Everyone knows about the income tax and the property tax, but depending on where you live, you might pay hundreds or even thousands of dollars a year on a tax you’ve never heard of.
It’s the time and money that we have to pay for transportation because of sprawling development patterns: the sprawl tax.
At City Observatory — a think tank on urban policy issues — we’ve calculated just how much more commuters pay because of sprawl in each of the nation’s largest metropolitan areas — and the numbers are huge. (You can read our full report and see details on the methodology and estimates of the sprawl tax for individual metropolitan areas at www.cityobservatory.org).
To make that calculation, we used average data on average commute distances from the Brookings Institution. Not surprisingly, in sprawling metropolitan areas, average commute distances are much longer. Commuters in Dallas travel an average of 12.2 miles each way to work, those in Nashville 11 miles, while commuters in Portland travel just 7.1 miles.
All that additional travel costs commuters more, in both money, for vehicles and fuel, and time spent traveling. To compute the sprawl tax, we compared each U.S. metro to a high performing metropolitan area of a similar size, and then computed how many more miles commuters traveled compared to that benchmark.
We then used standard estimates for vehicle operating costs and travel time values to compute the dollar value of the “sprawl tax” imposed on each worker in a metropolitan area.
Nationally, we estimate that workers in the nation’s fifty largest metropolitan areas pay a sprawl tax of $107 billion per year. But, as you can imagine, the tax differs substantially from city to city.
Live in Atlanta? Your sprawl tax is $3,200 per year. Houston: $2,900 per year. By comparison, Portland’s compact development patterns mean that we pay much lower than average sprawl taxes — about $870 per worker per year.
Some pundits are fond of pointing out that Portland has higher housing prices than some of these sprawling sunbelt cities. But what those kind of cost of living comparisons invariably leave out is the fact that you’ll pay a much higher sprawl tax if you move to one of these cities.
Research also shows that in addition to the financial burden imposed by sprawl, there is a psychological burden as well. Behavioral economists have found that commute length has a powerful, negative effect on self-reported happiness: the longer your commute, the less happy you are likely to be.

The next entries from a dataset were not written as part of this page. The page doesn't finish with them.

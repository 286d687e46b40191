//! # Viewport System
//!
//! Tracks the full canvas size and the region of it the host currently shows.
//! The canvas lives in unzoomed pixel space; it grows to fit its content rather
//! than panning.

use glam::{UVec2, Vec2};
use serde::{Deserialize, Serialize};

use crate::math::Rect;

#[derive(Clone, Copy, Debug, PartialEq, Serialize, Deserialize)]
pub struct Viewport {
    /// Size of the whole canvas in pixels.
    pub size: UVec2,
    /// The part of the canvas visible in the host's scroll pane.
    pub visible: Rect,
}

impl Default for Viewport {
    fn default() -> Self {
        let size = UVec2::new(800, 600); // user should update
        Self {
            size,
            visible: Rect::from_size(size.as_vec2()),
        }
    }
}

impl Viewport {
    pub fn new(size: UVec2) -> Self {
        Self {
            size,
            visible: Rect::from_size(size.as_vec2()),
        }
    }

    /// True when `p` is on the canvas and at least `margin` pixels away from
    /// its right and bottom edges.
    pub fn in_bounds(&self, p: Vec2, margin: f32) -> bool {
        let limit = self.size.as_vec2() - Vec2::splat(margin);
        p.x >= 0.0 && p.y >= 0.0 && p.x <= limit.x && p.y <= limit.y
    }

    /// Canvas size needed so that `p` lies `margin` pixels inside the border.
    ///
    /// Never shrinks the canvas.
    pub fn grown_to_include(&self, p: Vec2, margin: f32) -> UVec2 {
        let needed = (p + Vec2::splat(margin)).ceil().max(Vec2::ZERO).as_uvec2();
        self.size.max(needed)
    }
}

And the data also show that people who live in metro areas with shorter average commute distances report much higher levels of satisfaction with their local transportation system. And interestingly, satisfaction with the transportation system has no correlation with levels of traffic congestion.
We can also think about the sprawl tax in an international context. While we think of Americans as being lightly taxed, that’s not true when it comes to sprawl taxes. Citizens of other advanced economies spend a much smaller fraction of their income on transportation, and much less of their time commuting, due principally to lower levels of sprawl in their nations.
The international difference in development patterns has a lot to do with land use policies and investments (in highways, and not in transit) that favor much greater decentralization in the US. And we pay a price for this: The average American commute time is 51 minutes per day, compared to 42 minutes in Germany, 36 minutes in France and 30 minutes in Italy.
Compared to other high income nations, we spend about $1,500 per household on transportation costs and about $770 per worker more on commute time costs.
It’s not on your 1040 (or for Oregon filers, on your form 40), and you don’t see it on a property tax statement each fall, but you do pay a sprawl tax. The good news for Oregonians is that, especially compared to residents of places that haven’t worked to reduce sprawl, we pay a much lower sprawl tax.
But it’s also the case that we could do better: we’re still paying $870 per worker per year; more compact development patterns and greater attention to facilitating alternatives to automobile dependence could reduce the sprawl tax still further.